Ematologia di precisione,
inizia l’era della personalizzazione
Terapie target in grado di mirare a precisi bersagli molecolari; tecnologie diagnostiche sofisticate che riconoscono, oltre alla patologia, anche le alterazioni molecolari da colpire; risultati straordinari già ottenuti o a portata di mano per malattie ematologiche complesse e a lungo “orfane” di terapie efficaci, come la leucemia mieloide cronica, la leucemia mieloide acuta e le malattie mieloproliferative.
È lo scenario presente e futuro dell’ematologia di precisione, il paradigma che sta rivoluzionando il trattamento delle malattie del sangue e che rappresenta ormai un modello per l’oncologia e tutta la medicina. Al punto da attirare l’interesse del presidente degli Stati Uniti Barack Obama che a gennaio ha annunciato la decisione di investire 215 milioni di dollari nella Medicine Precision Initiative. Alcuni dei più importanti ematologi italiani fanno il punto su questa rivoluzione che apre la strada a terapie sempre più mirate sullo specifico tumore e sul singolo paziente.

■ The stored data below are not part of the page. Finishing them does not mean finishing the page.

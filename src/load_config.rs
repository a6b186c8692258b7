/// `load_config` module: turns an optional YAML file plus environment overrides
/// into the core's [`IntakeConfig`].
///
/// # Responsibilities
/// - Parse the user-supplied YAML file; every key is optional and missing keys
///   keep their built-in defaults
/// - Apply environment overrides (`TRANSFER_INTAKE_WORK_ROOT`)
/// - Report read and parse failures with the offending path, for the CLI boundary
///
/// For the accepted schema, see `intake.example.yaml` at the repository root.
use anyhow::{Context, Result};
use std::fs;
use std::path::{Path, PathBuf};
use tracing::{error, info};
use transfer_intake_core::config::IntakeConfig;

/// Environment variable that overrides `work_root`.
pub const WORK_ROOT_ENV: &str = "TRANSFER_INTAKE_WORK_ROOT";

/// Loads a YAML config file and applies environment overrides.
pub fn load_config<P: AsRef<Path>>(path: P) -> Result<IntakeConfig> {
    let path_ref = path.as_ref();
    info!(config_path = ?path_ref, "Loading configuration from file");

    let config_content = fs::read_to_string(path_ref)
        .inspect_err(|e| error!(error = ?e, config_path = ?path_ref, "Failed to read config file"))
        .with_context(|| format!("Failed to read config file {}", path_ref.display()))?;

    let mut config = parse_config(&config_content)
        .inspect_err(|e| error!(error = ?e, config_path = ?path_ref, "Failed to parse config YAML"))?;
    info!(config_path = ?path_ref, "Parsed config YAML successfully");

    apply_env_overrides(&mut config);
    config.trace_loaded();
    Ok(config)
}

/// Uses the file at `path` when given, otherwise the built-in defaults.
/// Environment overrides apply in both cases.
pub fn resolve_config(path: Option<&Path>) -> Result<IntakeConfig> {
    match path {
        Some(path) => load_config(path),
        None => {
            info!("No config file given, using built-in defaults");
            let mut config = IntakeConfig::default();
            apply_env_overrides(&mut config);
            config.trace_loaded();
            Ok(config)
        }
    }
}

/// Parses YAML config text. An empty document yields the defaults.
pub fn parse_config(content: &str) -> Result<IntakeConfig> {
    if content.trim().is_empty() {
        return Ok(IntakeConfig::default());
    }
    serde_yaml::from_str(content).context("Failed to parse config YAML")
}

fn apply_env_overrides(config: &mut IntakeConfig) {
    if let Ok(root) = std::env::var(WORK_ROOT_ENV) {
        if !root.is_empty() {
            info!(env = WORK_ROOT_ENV, work_root = %root, "Work root overridden from environment");
            config.work_root = PathBuf::from(root);
        }
    }
}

“L’ematologia di precisione si colloca nel concetto più ampio di ‘medicina di precisione’ e ha come chiave la messa a punto di farmaci innovativi mirati a specifici bersagli molecolari, utilizzati per la prima volta nel trattamento della leucemia mieloide cronica, sulla quale hanno avuto risultati estremamente positivi – afferma Fabrizio Pane, professore ordinario di ematologia e direttore U.O. di Ematologia e Trapianti, Azienda Ospedaliera Universitaria Federico II di Napoli, presidente SIE, Società Italiana di Ematologia – il vantaggio fondamentale di questo approccio è rappresentato dalla possibilità di personalizzare le terapia in funzione dello specifico bersaglio molecolare, assicurando maggiore appropriatezza ed efficacia terapeutica, migliore qualità di vita per i pazienti, nonché significativi risparmi”.
Il trattamento della leucemia mieloide cronica ha rappresentato, all’inizio degli anni 2000, l’apripista e il primo modello di successo dell’onco-ematologia di precisione: la chiave è stata l’identificazione dell’anomalia genetica (il gene BCR-ABL) all’origine della patologia con la successiva messa a punto di terapie intelligenti o a bersaglio molecolare: il capostipite imatinib e le terapie di seconda e terza generazione, hanno portato alle attuali, elevate percentuali di sopravvivenza con una qualità di vita paragonabile a quella della popolazione generale. Prossimo obiettivo è arrivare a sospendere il farmaco senza evidenza di ripresa di malattia, premessa della guarigione.